As a follow up to their MIT Sloan Management Review article, “Competing in the Age of Omnichannel Retailing,” the authors delve into the challenges and successes in the new world of physical, digital and mobile shopping.
I’ve had my eye on a Breville Panini Press and Grill for longer than I’d like to admit.
I’ve dutifully signed up for email alerts to deals and sales. I’ve comparison-shopped on Cooking.com, Crate & Barrel and Williams-Sonoma. I’ve read and re-read online reviews. Finally, this weekend I trekked down to my local Williams-Sonoma for some instant gratification (sort of). I had the sales woman pull the big daddy out of its box, so I could see it and feel its weight and heft before purchasing.
While in the store, I slipped to a back isle to do a last-minute comparison shop on my mobile (discretion seemed appropriate). It turned out I hadn’t used my Amazon credit card in forever and, as a Prime member, I was eligible for a sweet discount on the very same Breville I’d just held in my hands — free, fast shipping included. Amazon got my business.
Many retailers are grappling with stories like mine, stories of consumers armed with smart phones, mobile apps, online reviews and on-the-spot digital deals who can simultaneously navigate in-store and online retail environments.
It’s the new world of omnichannel retailing that blurs the lines between physical, online and mobile channels. And retailers are scrambling to catch up.
In a recent AllAnalytics video and web chat, Analytics in the Age of Omnichannel Retailing,1 researchers Erik Brynjolfsson, director of the MIT Center for Digital Business, Yu Jeffrey Hu, associate professor at Georgia Institute of Technology’s Scheller College of Business, and Mohammad Rahman, associate professor at University of Calgary’s Haskayne School of Business, discussed the challenges facing retailers.
“We’re in the early stages of a tectonic shift in the way that retailing is being done,” said Brynjolfsson. “The first big wave came with Internet retailing in the ‘90s, and it's been progressing. And obviously companies like Amazon.com and others have made a huge impact on the industry. But what we’re seeing now is going to be much bigger, and that’s omnichannel retailing. Because digital technology, analytics, new devices — those are being brought to every retailer. It’s no longer segmented off to people who are shopping online.”
Two technologies are really driving this omnichannel revolution: mobile telephony, especially smartphones; and big data and analytics. Retailers need to understand these shifts because it is these big changes in technology that complement and require equally big changes in strategy and business processes, says Brynjolfsson.
But what exactly are those challenges facing retailers — many of whom already operate online stores that are counterparts to brick and mortar shops? “The biggest challenges faced by retailers are changing the management and culture to take advantage of the opportunities created by these new technologies,“ says Brynjolfsson. “That’s really hard for most companies.”

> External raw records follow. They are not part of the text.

use axum::{
    extract::{Path, Query, State},
    Json,
};

use super::fetch::FetchParams;
use crate::database::models::{AdGroup, AdGroupUpdate, NewAdGroup};
use crate::handlers::AppState;
use crate::middleware::{ApiResponse, ApiResult};

/// POST /api/v1/ad_group
pub async fn create(State(state): State<AppState>, Json(body): Json<NewAdGroup>) -> ApiResult<AdGroup> {
    let ad_group = state.ad_groups.create(body).await?;
    Ok(ApiResponse::created(ad_group))
}

/// GET /api/v1/ad_group/:id
pub async fn get(State(state): State<AppState>, Path(id): Path<i64>) -> ApiResult<AdGroup> {
    Ok(ApiResponse::success(state.ad_groups.get(id).await?))
}

/// PUT /api/v1/ad_group/:id
pub async fn update(
    State(state): State<AppState>,
    Path(id): Path<i64>,
    Json(body): Json<AdGroupUpdate>,
) -> ApiResult<AdGroup> {
    Ok(ApiResponse::success(state.ad_groups.update(id, body).await?))
}

/// DELETE /api/v1/ad_group/:id - soft delete
pub async fn delete(State(state): State<AppState>, Path(id): Path<i64>) -> ApiResult<AdGroup> {
    Ok(ApiResponse::success(state.ad_groups.delete(id).await?))
}

/// GET /api/v1/ad_group/fetch?fields=&filters=&limit=
pub async fn fetch(State(state): State<AppState>, Query(params): Query<FetchParams>) -> ApiResult<Vec<AdGroup>> {
    let request = params.into_request()?;
    let ad_groups = state.engine.fetch_ad_groups(&request).await?;
    Ok(ApiResponse::success(ad_groups))
}

/// GET /api/v1/ad_group/by_ks_name/:ks_name
pub async fn by_ks_name(State(state): State<AppState>, Path(ks_name): Path<String>) -> ApiResult<Vec<AdGroup>> {
    Ok(ApiResponse::success(state.ad_groups.find_not_deleted_by_ks_name(&ks_name).await?))
}
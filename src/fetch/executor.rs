use std::collections::HashMap;

use async_trait::async_trait;
use serde_json::Value;

use super::catalog::Column;
use super::condition::Condition;
use super::error::FetchError;
use super::types::SqlResult;
use crate::database::manager::DatabaseError;
use crate::fetch::catalog::columns;
use crate::types::EntityKind;

static NULL: Value = Value::Null;

/// One row of the joined result set, keyed by physical column.
/// Columns missing from the projection read as null.
#[derive(Debug, Clone, Default, PartialEq)]
pub struct RawRow {
    values: HashMap<Column, Value>,
}

impl RawRow {
    pub fn with(mut self, column: Column, value: Value) -> Self {
        self.insert(column, value);
        self
    }

    pub fn insert(&mut self, column: Column, value: Value) {
        self.values.insert(column, value);
    }

    pub fn get(&self, column: &Column) -> &Value {
        self.values.get(column).unwrap_or(&NULL)
    }

    /// Column value as text, the way a `::text` cast would see it
    pub fn text(&self, column: &Column) -> Option<String> {
        match self.get(column) {
            Value::Null => None,
            Value::String(s) => Some(s.clone()),
            Value::Number(n) => Some(n.to_string()),
            other => Some(other.to_string()),
        }
    }
}

#[derive(Debug, Clone, Copy, PartialEq, Eq)]
pub enum JoinType {
    /// Primary rows survive without a related match
    Left,
    /// Only rows with both sides present
    Inner,
}

/// A single joined SELECT over campaign and ad_group
#[derive(Debug, Clone)]
pub struct JoinQuery {
    pub primary: EntityKind,
    pub join: JoinType,
    pub projection: Vec<Column>,
    pub condition: Option<Condition>,
}

impl JoinQuery {
    /// Campaign-primary queries LEFT JOIN ad groups; AdGroup-primary queries
    /// INNER JOIN their campaign. Both conditions are AND-ed into one WHERE.
    pub fn new(
        primary: EntityKind,
        primary_columns: Vec<Column>,
        related_columns: Vec<Column>,
        primary_condition: Option<Condition>,
        related_condition: Option<Condition>,
    ) -> Self {
        let join = match primary {
            EntityKind::Campaign => JoinType::Left,
            EntityKind::AdGroup => JoinType::Inner,
        };

        let mut projection: Vec<Column> = Vec::with_capacity(primary_columns.len() + related_columns.len());
        for column in primary_columns.into_iter().chain(related_columns) {
            if !projection.contains(&column) {
                projection.push(column);
            }
        }

        let condition = Condition::all(primary_condition.into_iter().chain(related_condition).collect());

        Self { primary, join, projection, condition }
    }

    pub fn related(&self) -> EntityKind {
        self.primary.other()
    }

    pub fn to_sql(&self) -> SqlResult {
        let mut params = Vec::new();

        let select = self
            .projection
            .iter()
            .map(|c| format!("{} AS \"{}\"", c.qualified(), c.alias()))
            .collect::<Vec<_>>()
            .join(", ");

        let join = match self.join {
            JoinType::Left => "LEFT JOIN",
            JoinType::Inner => "INNER JOIN",
        };

        let mut query = format!(
            "SELECT {} FROM \"{}\" {} \"{}\" ON {} = {}",
            select,
            self.primary.table().name(),
            join,
            self.related().table().name(),
            columns::AD_GROUP_CAMPAIGN_ID.qualified(),
            columns::CAMPAIGN_ID.qualified(),
        );

        if let Some(condition) = &self.condition {
            query.push_str(" WHERE ");
            query.push_str(&condition.to_sql(&mut params));
        }

        query.push_str(&format!(
            " ORDER BY {} ASC, {} ASC",
            self.primary.id_column().qualified(),
            self.related().id_column().qualified()
        ));

        SqlResult { query, params }
    }
}

/// Source of joined rows
#[async_trait]
pub trait JoinStore: Send + Sync {
    async fn fetch_rows(&self, query: &JoinQuery) -> Result<Vec<RawRow>, DatabaseError>;
}

/// Run the join. The limit is logged only: it counts primary objects,
/// not rows, so it is applied after grouping.
pub async fn execute<S: JoinStore + ?Sized>(
    store: &S,
    query: &JoinQuery,
    limit_hint: i64,
) -> Result<Vec<RawRow>, FetchError> {
    tracing::debug!(
        "Executing {:?}-primary join over {} columns (limit hint {})",
        query.primary,
        query.projection.len(),
        limit_hint
    );
    let rows = store.fetch_rows(query).await?;
    tracing::debug!("Join returned {} rows", rows.len());
    Ok(rows)
}
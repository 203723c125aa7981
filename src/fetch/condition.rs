use serde_json::Value;

use super::catalog::{Column, ColumnType, PG_TIMESTAMP_FORMAT};
use super::executor::RawRow;

/// Boolean condition over physical columns.
///
/// Only what the compiler can produce: case-insensitive equality, IN, and
/// flat AND / OR groups.
#[derive(Debug, Clone, PartialEq)]
pub enum Condition {
    EqualsIgnoreCase { column: Column, value: String },
    In { column: Column, values: Vec<String> },
    And(Vec<Condition>),
    Or(Vec<Condition>),
}

impl Condition {
    pub fn equals_ignore_case(column: Column, value: impl Into<String>) -> Self {
        Condition::EqualsIgnoreCase { column, value: value.into() }
    }

    pub fn is_in(column: Column, values: Vec<String>) -> Self {
        Condition::In { column, values }
    }

    /// AND of the given conditions. Nothing to combine gives `None`, one gives itself.
    pub fn all(mut conditions: Vec<Condition>) -> Option<Condition> {
        match conditions.len() {
            0 => None,
            1 => conditions.pop(),
            _ => Some(Condition::And(conditions)),
        }
    }

    /// OR of the given conditions, same collapsing rules as [`Condition::all`]
    pub fn any(mut conditions: Vec<Condition>) -> Option<Condition> {
        match conditions.len() {
            0 => None,
            1 => conditions.pop(),
            _ => Some(Condition::Or(conditions)),
        }
    }

    /// Render as SQL, pushing bind values onto `params` and referencing them as `$n`.
    pub fn to_sql(&self, params: &mut Vec<Value>) -> String {
        match self {
            Condition::EqualsIgnoreCase { column, value } => {
                let lhs = text_expr(column);
                let rhs = param(params, value);
                format!("lower({}) = lower({})", lhs, rhs)
            }
            Condition::In { column, values } => {
                if values.is_empty() {
                    return "1 = 0".to_string();
                }
                let placeholders: Vec<String> = values.iter().map(|v| param(params, v)).collect();
                format!("{} IN ({})", text_expr(column), placeholders.join(", "))
            }
            Condition::And(parts) => join(parts, " AND ", params),
            Condition::Or(parts) => join(parts, " OR ", params),
        }
    }

    /// Evaluate against one joined row. Null columns never match.
    pub fn matches(&self, row: &RawRow) -> bool {
        match self {
            Condition::EqualsIgnoreCase { column, value } => row
                .text(column)
                .map(|text| text.to_lowercase() == value.to_lowercase())
                .unwrap_or(false),
            Condition::In { column, values } => row
                .text(column)
                .map(|text| values.iter().any(|v| *v == text))
                .unwrap_or(false),
            Condition::And(parts) => parts.iter().all(|c| c.matches(row)),
            Condition::Or(parts) => parts.iter().any(|c| c.matches(row)),
        }
    }
}

// Caller values always arrive as strings, so non-text columns are compared through their text form
fn text_expr(column: &Column) -> String {
    match column.kind {
        ColumnType::Text => column.qualified(),
        ColumnType::BigInt => format!("{}::text", column.qualified()),
        ColumnType::Timestamp => format!("to_char({}, '{}')", column.qualified(), PG_TIMESTAMP_FORMAT),
    }
}

fn param(params: &mut Vec<Value>, value: &str) -> String {
    params.push(Value::String(value.to_string()));
    format!("${}", params.len())
}

fn join(parts: &[Condition], joiner: &str, params: &mut Vec<Value>) -> String {
    parts
        .iter()
        .map(|c| format!("({})", c.to_sql(params)))
        .collect::<Vec<_>>()
        .join(joiner)
}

Business-to-business retailers have their own set of challenges, he said. “Big data analytics is often tougher because the number of transactions is lower. However, relationship analytics can be more important. Becoming a trusted partner that helps customers navigate lots of options is a good way to add value in B2B relationships.”
Rahman expanded on the relationship angle. “A big challenge for retailers in the omnichannel retailing world is to manage relationships,” he said. “This includes managing relationships with customers, building trust and not alienating them.”
This is where big data analytics comes in.
“Until now, stores didn’t even necessarily know what customers were looking for,” says Rahman. “But now [with data from mobile apps] they have a way to know exactly what customers are looking for.”
This knowledge of what consumers want is leveling the playing field between online retailers and brick-and-mortar stores, says Brynjolfsson. He gave the example of Amazon.com, which runs 200 a/b tests a day. They use the knowledge gleaned from these analytics exercises to become a more effective retailer.
Historically, however, retailers weren’t able to do this same sort of testing; it’s a harder in the analog world to collect consumer data. But with both the digitization of retail and more and more consumers downloading mobile retail apps, there is suddenly some parity in consumer understanding through data.
That said, there is still a long way to go before retailers fully embrace the world of omnichannel retailing. “There is a lot of reinvention that needs to get done,” said Brynjolfsson. “This is new territory for everybody.”